▶ **Task prompt**
Nothing but the lines below between the line holding "let loser = std::mem::replace(&mut" and the line holding "use crate::domain::snapshot::fixtures::snapshot;", inclusive, should appear in the answer, each set down exactly.

━━━ Given entries

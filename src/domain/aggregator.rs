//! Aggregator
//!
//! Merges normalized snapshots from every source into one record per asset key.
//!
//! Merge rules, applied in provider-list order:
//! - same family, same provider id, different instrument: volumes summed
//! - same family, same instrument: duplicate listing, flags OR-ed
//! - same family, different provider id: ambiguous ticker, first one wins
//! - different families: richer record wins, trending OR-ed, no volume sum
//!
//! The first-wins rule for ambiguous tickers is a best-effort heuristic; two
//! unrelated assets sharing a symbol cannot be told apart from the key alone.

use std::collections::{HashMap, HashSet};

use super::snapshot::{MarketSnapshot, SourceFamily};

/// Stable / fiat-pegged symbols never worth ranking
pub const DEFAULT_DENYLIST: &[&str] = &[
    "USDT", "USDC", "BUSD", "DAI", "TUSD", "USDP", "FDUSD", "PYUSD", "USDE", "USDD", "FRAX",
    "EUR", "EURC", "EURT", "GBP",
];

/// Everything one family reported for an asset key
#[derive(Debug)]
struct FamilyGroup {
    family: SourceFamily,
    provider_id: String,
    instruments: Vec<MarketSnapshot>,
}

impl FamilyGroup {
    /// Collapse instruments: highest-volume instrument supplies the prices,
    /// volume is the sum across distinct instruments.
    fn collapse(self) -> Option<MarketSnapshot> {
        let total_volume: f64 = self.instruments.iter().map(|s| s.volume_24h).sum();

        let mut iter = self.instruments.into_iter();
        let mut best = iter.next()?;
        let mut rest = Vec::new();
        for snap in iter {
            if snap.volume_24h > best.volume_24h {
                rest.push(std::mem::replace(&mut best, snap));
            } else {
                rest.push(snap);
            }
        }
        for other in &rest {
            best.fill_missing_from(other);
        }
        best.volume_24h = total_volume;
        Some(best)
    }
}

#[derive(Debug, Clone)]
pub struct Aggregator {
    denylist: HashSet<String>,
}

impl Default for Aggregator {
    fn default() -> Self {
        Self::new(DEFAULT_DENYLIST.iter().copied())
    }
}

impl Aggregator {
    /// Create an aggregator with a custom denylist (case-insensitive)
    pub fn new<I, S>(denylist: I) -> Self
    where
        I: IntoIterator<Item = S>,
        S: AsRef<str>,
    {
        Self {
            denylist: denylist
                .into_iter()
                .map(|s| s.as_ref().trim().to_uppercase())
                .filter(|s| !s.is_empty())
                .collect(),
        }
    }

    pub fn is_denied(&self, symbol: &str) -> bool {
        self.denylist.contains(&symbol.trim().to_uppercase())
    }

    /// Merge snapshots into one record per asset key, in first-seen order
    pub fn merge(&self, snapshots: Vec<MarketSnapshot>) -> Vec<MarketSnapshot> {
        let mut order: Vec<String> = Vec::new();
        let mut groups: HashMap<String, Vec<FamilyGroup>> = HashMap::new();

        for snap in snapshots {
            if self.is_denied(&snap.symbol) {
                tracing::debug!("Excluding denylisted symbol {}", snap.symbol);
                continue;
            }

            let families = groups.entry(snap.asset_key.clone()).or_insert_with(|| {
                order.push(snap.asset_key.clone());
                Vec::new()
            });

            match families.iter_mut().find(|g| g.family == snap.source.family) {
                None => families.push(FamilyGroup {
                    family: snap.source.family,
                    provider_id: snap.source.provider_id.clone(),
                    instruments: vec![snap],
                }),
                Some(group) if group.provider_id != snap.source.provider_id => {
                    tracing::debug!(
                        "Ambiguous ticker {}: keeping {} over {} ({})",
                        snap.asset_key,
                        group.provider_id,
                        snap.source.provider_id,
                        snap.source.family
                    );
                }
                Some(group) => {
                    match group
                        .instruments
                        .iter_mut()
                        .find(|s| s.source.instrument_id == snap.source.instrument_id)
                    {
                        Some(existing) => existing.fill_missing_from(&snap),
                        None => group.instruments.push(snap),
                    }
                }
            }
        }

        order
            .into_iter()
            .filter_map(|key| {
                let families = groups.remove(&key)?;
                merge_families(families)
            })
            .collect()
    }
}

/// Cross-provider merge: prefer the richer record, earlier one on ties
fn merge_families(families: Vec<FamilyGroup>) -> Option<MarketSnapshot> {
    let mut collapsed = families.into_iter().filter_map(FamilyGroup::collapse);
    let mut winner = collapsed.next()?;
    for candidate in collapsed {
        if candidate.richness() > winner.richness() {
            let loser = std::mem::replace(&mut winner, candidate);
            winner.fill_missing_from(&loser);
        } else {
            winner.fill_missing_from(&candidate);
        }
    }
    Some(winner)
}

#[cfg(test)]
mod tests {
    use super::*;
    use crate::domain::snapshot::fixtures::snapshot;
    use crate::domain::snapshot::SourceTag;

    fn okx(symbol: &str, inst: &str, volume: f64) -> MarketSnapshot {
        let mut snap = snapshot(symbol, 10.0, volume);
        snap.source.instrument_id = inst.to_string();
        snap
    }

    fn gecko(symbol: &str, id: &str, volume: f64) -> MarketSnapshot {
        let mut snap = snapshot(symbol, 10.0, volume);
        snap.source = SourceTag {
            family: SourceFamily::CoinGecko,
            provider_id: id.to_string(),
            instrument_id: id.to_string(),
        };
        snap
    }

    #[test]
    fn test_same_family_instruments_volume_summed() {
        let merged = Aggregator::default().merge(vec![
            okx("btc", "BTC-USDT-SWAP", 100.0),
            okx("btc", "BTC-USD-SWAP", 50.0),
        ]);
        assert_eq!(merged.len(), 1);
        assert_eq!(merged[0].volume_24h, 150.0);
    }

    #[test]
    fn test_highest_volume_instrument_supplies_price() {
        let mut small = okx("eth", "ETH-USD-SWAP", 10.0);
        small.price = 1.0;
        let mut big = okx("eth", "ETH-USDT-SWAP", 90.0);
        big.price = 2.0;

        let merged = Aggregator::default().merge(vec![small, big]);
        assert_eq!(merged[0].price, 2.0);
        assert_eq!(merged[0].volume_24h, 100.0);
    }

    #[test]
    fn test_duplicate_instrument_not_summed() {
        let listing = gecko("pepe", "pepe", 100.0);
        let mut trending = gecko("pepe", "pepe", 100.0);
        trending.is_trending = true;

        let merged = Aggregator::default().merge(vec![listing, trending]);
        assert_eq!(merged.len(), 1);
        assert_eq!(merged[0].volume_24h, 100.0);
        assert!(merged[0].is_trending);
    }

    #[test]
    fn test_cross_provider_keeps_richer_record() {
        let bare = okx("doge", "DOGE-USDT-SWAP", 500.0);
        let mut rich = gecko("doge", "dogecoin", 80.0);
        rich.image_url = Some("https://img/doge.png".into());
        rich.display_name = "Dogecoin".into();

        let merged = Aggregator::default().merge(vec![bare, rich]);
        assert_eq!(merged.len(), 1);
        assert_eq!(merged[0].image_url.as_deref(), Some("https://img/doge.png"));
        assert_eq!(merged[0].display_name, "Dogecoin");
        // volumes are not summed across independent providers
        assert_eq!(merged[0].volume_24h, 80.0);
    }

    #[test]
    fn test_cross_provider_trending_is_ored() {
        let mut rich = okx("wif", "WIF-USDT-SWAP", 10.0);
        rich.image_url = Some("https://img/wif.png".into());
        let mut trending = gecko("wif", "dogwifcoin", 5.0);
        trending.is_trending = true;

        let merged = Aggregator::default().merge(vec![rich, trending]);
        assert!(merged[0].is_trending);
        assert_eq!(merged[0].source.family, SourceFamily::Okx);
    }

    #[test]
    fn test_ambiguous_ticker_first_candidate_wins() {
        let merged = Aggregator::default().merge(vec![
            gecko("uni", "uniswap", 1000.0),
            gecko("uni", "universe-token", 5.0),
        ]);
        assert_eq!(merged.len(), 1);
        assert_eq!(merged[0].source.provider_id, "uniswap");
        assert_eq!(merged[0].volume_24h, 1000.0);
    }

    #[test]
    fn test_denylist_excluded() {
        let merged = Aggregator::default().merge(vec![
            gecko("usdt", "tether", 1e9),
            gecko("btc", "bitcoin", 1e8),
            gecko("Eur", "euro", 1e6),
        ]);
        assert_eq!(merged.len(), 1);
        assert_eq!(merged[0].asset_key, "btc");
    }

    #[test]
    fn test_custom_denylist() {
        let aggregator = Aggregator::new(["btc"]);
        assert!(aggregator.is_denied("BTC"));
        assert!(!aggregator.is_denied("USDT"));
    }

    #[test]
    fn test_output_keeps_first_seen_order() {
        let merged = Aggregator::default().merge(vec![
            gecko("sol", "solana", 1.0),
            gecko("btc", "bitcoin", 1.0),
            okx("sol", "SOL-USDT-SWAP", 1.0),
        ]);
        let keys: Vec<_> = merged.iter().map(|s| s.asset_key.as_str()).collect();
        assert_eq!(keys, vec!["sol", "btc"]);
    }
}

━━━━━━
━━━ Given entries

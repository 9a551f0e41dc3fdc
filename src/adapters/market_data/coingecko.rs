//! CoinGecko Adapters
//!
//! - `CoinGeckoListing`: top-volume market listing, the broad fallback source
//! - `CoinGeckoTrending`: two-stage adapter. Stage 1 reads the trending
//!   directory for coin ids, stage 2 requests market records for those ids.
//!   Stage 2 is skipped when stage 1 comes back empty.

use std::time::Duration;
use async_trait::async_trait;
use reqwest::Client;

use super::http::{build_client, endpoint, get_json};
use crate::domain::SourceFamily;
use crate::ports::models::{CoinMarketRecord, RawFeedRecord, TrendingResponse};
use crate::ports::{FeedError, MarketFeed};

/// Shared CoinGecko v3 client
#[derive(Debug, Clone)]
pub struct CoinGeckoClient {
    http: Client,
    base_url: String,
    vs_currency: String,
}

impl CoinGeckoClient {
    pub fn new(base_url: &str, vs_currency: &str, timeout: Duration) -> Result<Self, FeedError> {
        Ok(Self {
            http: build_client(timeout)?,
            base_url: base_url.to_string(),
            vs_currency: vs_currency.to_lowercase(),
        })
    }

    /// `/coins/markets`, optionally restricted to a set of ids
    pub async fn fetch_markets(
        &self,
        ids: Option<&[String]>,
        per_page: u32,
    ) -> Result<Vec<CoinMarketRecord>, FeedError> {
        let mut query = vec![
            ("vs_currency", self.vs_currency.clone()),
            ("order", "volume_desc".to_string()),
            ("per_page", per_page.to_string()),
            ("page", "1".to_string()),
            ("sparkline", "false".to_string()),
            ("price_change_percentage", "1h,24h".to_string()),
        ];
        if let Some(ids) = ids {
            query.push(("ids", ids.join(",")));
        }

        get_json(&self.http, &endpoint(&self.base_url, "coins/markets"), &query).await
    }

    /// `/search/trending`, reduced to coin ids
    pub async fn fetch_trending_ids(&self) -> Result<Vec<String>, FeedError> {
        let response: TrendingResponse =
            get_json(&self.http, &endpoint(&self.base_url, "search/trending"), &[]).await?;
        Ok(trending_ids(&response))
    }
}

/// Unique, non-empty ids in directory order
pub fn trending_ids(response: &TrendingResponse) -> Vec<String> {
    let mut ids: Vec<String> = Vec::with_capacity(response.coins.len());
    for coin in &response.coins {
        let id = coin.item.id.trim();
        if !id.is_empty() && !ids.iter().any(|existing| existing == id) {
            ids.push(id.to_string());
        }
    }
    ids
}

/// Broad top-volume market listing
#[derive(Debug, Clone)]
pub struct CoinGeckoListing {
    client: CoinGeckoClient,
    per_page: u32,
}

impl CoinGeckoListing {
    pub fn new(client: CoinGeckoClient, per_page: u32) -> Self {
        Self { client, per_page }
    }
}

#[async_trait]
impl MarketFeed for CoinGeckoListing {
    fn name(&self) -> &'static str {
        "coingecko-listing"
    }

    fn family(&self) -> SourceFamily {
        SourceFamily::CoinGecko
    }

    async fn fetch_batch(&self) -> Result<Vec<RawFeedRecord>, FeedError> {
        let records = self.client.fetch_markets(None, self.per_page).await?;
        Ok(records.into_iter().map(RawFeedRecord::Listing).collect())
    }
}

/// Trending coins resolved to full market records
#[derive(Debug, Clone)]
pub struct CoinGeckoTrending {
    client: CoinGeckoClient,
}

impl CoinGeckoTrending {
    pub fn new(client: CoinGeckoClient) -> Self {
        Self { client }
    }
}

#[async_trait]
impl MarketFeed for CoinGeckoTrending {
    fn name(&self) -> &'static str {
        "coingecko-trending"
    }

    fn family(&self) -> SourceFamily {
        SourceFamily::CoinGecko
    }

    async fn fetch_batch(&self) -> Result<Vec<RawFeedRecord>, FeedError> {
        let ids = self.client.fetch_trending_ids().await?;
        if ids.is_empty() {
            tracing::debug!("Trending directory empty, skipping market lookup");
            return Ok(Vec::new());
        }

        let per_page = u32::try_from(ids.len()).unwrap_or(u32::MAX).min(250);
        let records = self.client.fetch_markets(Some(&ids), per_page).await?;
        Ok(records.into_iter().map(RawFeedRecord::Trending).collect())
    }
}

━━━━━━

▶ **Response to this task**
            let loser = std::mem::replace(&mut winner, candidate);
            winner.fill_missing_from(&loser);
        } else {
            winner.fill_missing_from(&candidate);
        }
    }
    Some(winner)
}

#[cfg(test)]
mod tests {
    use super::*;
    use crate::domain::snapshot::fixtures::snapshot;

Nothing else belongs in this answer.